Paul Dame: The problem with pensions is the pension system is patently unsustainable

This commentary is by Paul Dame, chair of the Vermont GOP.

Government employees are the only workers left in the country who are still largely tied to that outdated retirement option known as a pension.

Union representatives will tell workers that they “avoid the risk” by having a pension instead of a defined contribution plan, like a 401k. But by avoiding market risk, they are taking on other risks that few people ever share with them. My point isn’t that one set of risks is better than another, but that employees ought to have the choice as to which risks they find more acceptable.

Paul Dame, chairman of the Vermont GOP

A pension plan does mitigate a few important risks than many people find valuable and beneficial. The most valuable risk that pensions mitigate is the risk that you can live too long. Over 25% of retirees who make it to 65 are going to live past the age of 92, so having some guaranteed income can help ensure that your money lasts as long as you do. A pension also takes the risk of making the right investment choices out of your hands, and transfers that risk to the ones making decisions for the plan. For people who don’t want to make those decisions this can be an important relief.

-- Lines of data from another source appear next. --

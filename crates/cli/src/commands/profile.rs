//! Profile management commands.
//!
//! Every command follows the same shape: load the document, transform it in
//! memory, save once, then print. Errors bubble up as typed `StoreError`s
//! for the exit-code mapping in `crate::error`.

use anyhow::Result;
use clap::Subcommand;
use flowctl_config::{
    ActiveProfileContext, PROFILE_ENV_VAR, ProfileStore, StoreError, compute_overrides,
    default_settings, settings_from_env, with_defaults,
};
use tracing::debug;

#[derive(Subcommand)]
pub enum ProfileCommand {
    /// Show settings in one or many profiles. Defaults to the active profile.
    Get {
        /// Profile names to show
        names: Vec<String>,
    },

    /// List profile names.
    Ls,

    /// Change the value for one or more settings in the active profile.
    Set {
        /// Settings to change, in VAR=VAL format
        #[arg(required = true)]
        variables: Vec<String>,
    },

    /// Restore default values by removing settings from the active profile.
    Unset {
        /// Setting names to remove
        #[arg(required = true)]
        variables: Vec<String>,
    },

    /// Create a new profile.
    Create {
        /// Name of the new profile
        name: String,

        /// Copy an existing profile
        #[arg(long = "from", value_name = "NAME")]
        from_name: Option<String>,
    },

    /// Remove the given profile.
    Rm {
        /// Profile name to remove
        name: String,
    },

    /// Change the name of a profile.
    Rename {
        /// Current profile name
        name: String,

        /// New profile name
        new_name: String,
    },

    /// Display settings from a given profile; defaults to the active profile.
    Inspect {
        /// Profile name to inspect
        name: Option<String>,

        /// Also list every default setting
        #[arg(long)]
        show_defaults: bool,

        /// Annotate each value with its source
        #[arg(long)]
        show_sources: bool,
    },
}

pub fn run(command: ProfileCommand, profile_flag: Option<&str>, store: &ProfileStore) -> Result<()> {
    debug!(
        profiles_path = %store.path().display(),
        profile_flag = profile_flag.unwrap_or("<none>"),
        "Running profile command"
    );

    match command {
        ProfileCommand::Get { names } => run_get(store, profile_flag, names),
        ProfileCommand::Ls => run_ls(store, profile_flag),
        ProfileCommand::Set { variables } => run_set(store, profile_flag, &variables),
        ProfileCommand::Unset { variables } => run_unset(store, profile_flag, &variables),
        ProfileCommand::Create { name, from_name } => {
            run_create(store, &name, from_name.as_deref())
        }
        ProfileCommand::Rm { name } => run_rm(store, &name),
        ProfileCommand::Rename { name, new_name } => run_rename(store, &name, &new_name),
        ProfileCommand::Inspect {
            name,
            show_defaults,
            show_sources,
        } => run_inspect(store, profile_flag, name, show_defaults, show_sources),
    }
}

fn run_get(store: &ProfileStore, profile_flag: Option<&str>, names: Vec<String>) -> Result<()> {
    let doc = store.load()?;

    let names = if names.is_empty() {
        let context = ActiveProfileContext::select(&doc, profile_flag);
        vec![context.name]
    } else {
        names
    };

    let display_profiles = doc.get_many(&names)?;
    println!("{}", toml::to_string(&display_profiles)?.trim_end());
    Ok(())
}

fn run_ls(store: &ProfileStore, profile_flag: Option<&str>) -> Result<()> {
    let doc = store.load()?;
    let current = ActiveProfileContext::select(&doc, profile_flag).name;

    for name in doc.profile_names() {
        if name == current {
            println!("* {}", name);
        } else {
            println!("{}", name);
        }
    }
    Ok(())
}

fn run_set(store: &ProfileStore, profile_flag: Option<&str>, variables: &[String]) -> Result<()> {
    let mut doc = store.load()?;
    let profile_name = ActiveProfileContext::select(&doc, profile_flag).name;

    let pairs = doc.set_values(&profile_name, variables)?;
    store.save(&doc)?;

    for (var, value) in &pairs {
        println!("Set variable '{}' to '{}'", var, value);
    }
    for (var, _) in &pairs {
        if std::env::var(var).is_ok() {
            println!(
                "'{}' is also set by an environment variable which will override your \
                 config value. Run `flowctl profile unset {}` to clear it.",
                var, var
            );
        }
    }
    println!("Updated profile '{}'", profile_name);
    Ok(())
}

fn run_unset(store: &ProfileStore, profile_flag: Option<&str>, variables: &[String]) -> Result<()> {
    let mut doc = store.load()?;
    let profile_name = ActiveProfileContext::select(&doc, profile_flag).name;

    doc.unset_values(&profile_name, variables)?;
    store.save(&doc)?;

    for var in variables {
        println!("Unset variable '{}'", var);
    }
    println!("Updated profile '{}'", profile_name);
    Ok(())
}

fn run_create(store: &ProfileStore, name: &str, from_name: Option<&str>) -> Result<()> {
    let mut doc = store.load()?;
    doc.create(name, from_name)?;
    store.save(&doc)?;

    let from_blurb = match from_name {
        Some(from) => format!(" matching '{}'", from),
        None => String::new(),
    };
    println!(
        "Created profile '{name}'{from_blurb} at {loc}.\n\
         To use your profile, set an environment variable:\n\
         \n    export {PROFILE_ENV_VAR}='{name}'\n\n\
         or include the profile in your CLI commands:\n\
         \n    flowctl -p '{name}' profile inspect",
        loc = store.path().display(),
    );
    Ok(())
}

fn run_rm(store: &ProfileStore, name: &str) -> Result<()> {
    let mut doc = store.load()?;
    let outcome = doc.remove(name)?;
    store.save(&doc)?;

    println!("{} profile '{}'.", outcome.verb(), name);
    Ok(())
}

fn run_rename(store: &ProfileStore, name: &str, new_name: &str) -> Result<()> {
    let mut doc = store.load()?;
    doc.rename(name, new_name)?;
    store.save(&doc)?;

    println!("Renamed profile '{}' to '{}'.", name, new_name);
    Ok(())
}

fn run_inspect(
    store: &ProfileStore,
    profile_flag: Option<&str>,
    name: Option<String>,
    show_defaults: bool,
    show_sources: bool,
) -> Result<()> {
    let doc = store.load()?;

    // a named profile shows its stored settings; the active profile shows
    // its fully resolved settings
    let (name, current_settings) = match name {
        Some(name) => {
            let settings = doc
                .settings(&name)
                .cloned()
                .ok_or_else(|| StoreError::ProfileNotFound { name: name.clone() })?;
            (name, settings)
        }
        None => {
            let context = ActiveProfileContext::select(&doc, profile_flag);
            (context.name, context.settings)
        }
    };

    let defaults = default_settings();
    let env = settings_from_env();

    let mut output = vec![format!("{}='{}'", PROFILE_ENV_VAR, name)];

    for entry in compute_overrides(&current_settings, &env, &defaults) {
        let source_blurb = if show_sources {
            format!(" (from {})", entry.source)
        } else {
            String::new()
        };
        output.push(format!("{}='{}'{}", entry.key, entry.value, source_blurb));
    }

    if show_defaults {
        for entry in with_defaults(&defaults) {
            let source_blurb = if show_sources {
                format!(" (from {})", entry.source)
            } else {
                String::new()
            };
            output.push(format!("{}='{}'{}", entry.key, entry.value, source_blurb));
        }
    }

    println!("{}", output.join("\n"));
    Ok(())
}
pub mod profile;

But there are a few things often missing from the discussion of those benefits. The first is that there is a multi-billion dollar insurance industry that provides the same kind of benefits through a financial product known as an annuity. There are several A-rated companies with far more assets and professional experience than the state of Vermont. These companies also have to respond to the free market and offer more benefits and flexibility than the kind of cookie cutter state pension plans that have changed very little in structure over the last 80 years.

A pension is a promise to pay. The linchpin of every kind of future promise is both the intent and ability to fulfill that promise. As we have seen over the years, that while on paper the state seems like a reliable promise keeper in that they have never committed outright default, the reality is that they keep coming back to employees every few years to change the terms of the arrangement, as they are doing now. The reason is because the pension system is patently unsustainable. Even VSEA members and advocates will admit that if you don’t have new people paying in, the pension system cannot meet its obligations. That should alarm everyone – especially younger state employees.

What Governor Scott and Republicans want is just to give our state employees a choice. If they want to stay in to the current system which has led to multiple renegotiations every time actuarial data demonstrates the picture isn’t quite as rosy as we had hoped – let them stay in. But if workers want the option to take an alternative route, why should we stop them? Some people would rather take their money now than a promise for money in the future. And in light of increasing inflation that promise may not provide the same value that it sounds like today.

Yes, there are risks to a defined contribution plan (DC Plan), like a 401k. The risk is that if you don’t put in enough, or you take out too much or too early, you could run out of money when you need it most. The other risk is that you could make some bad investment decisions and lose some of your savings in a market crash. But let’s not forget that there are other benefits to these plans that many state employees don’t get from their pension plan.

First of all in a DC Plan your money belongs to you – and to your family. If you work 30 years driving a plow truck for the state, and pass away a year after you retire – your spouse, children or charity of your choice get all of the wealth you accumulated over your life time. With a pension, dying prematurely means the state keeps your money and will use it to help another state employee who lives longer than you. Sometimes you can share your income with your current spouse, but you can’t leave any of it to your kids after that. So DC Plans can build the kind of inter-generational wealth that can help families climb out of poverty in a way that pensions can’t.

Secondly, in a DC Plan your money is portable and belongs to you, not the state. The IRS gives provisions for younger Vermonters desperately looking for housing to tap into their DC Plan to access money for a down payment on a house. And having a paid-off house is one of the most reliable ways to secure a successful retirement. DC Plans also allow for hardship withdrawals, or even loans that you can pay back which are incredibly helpful for younger employees.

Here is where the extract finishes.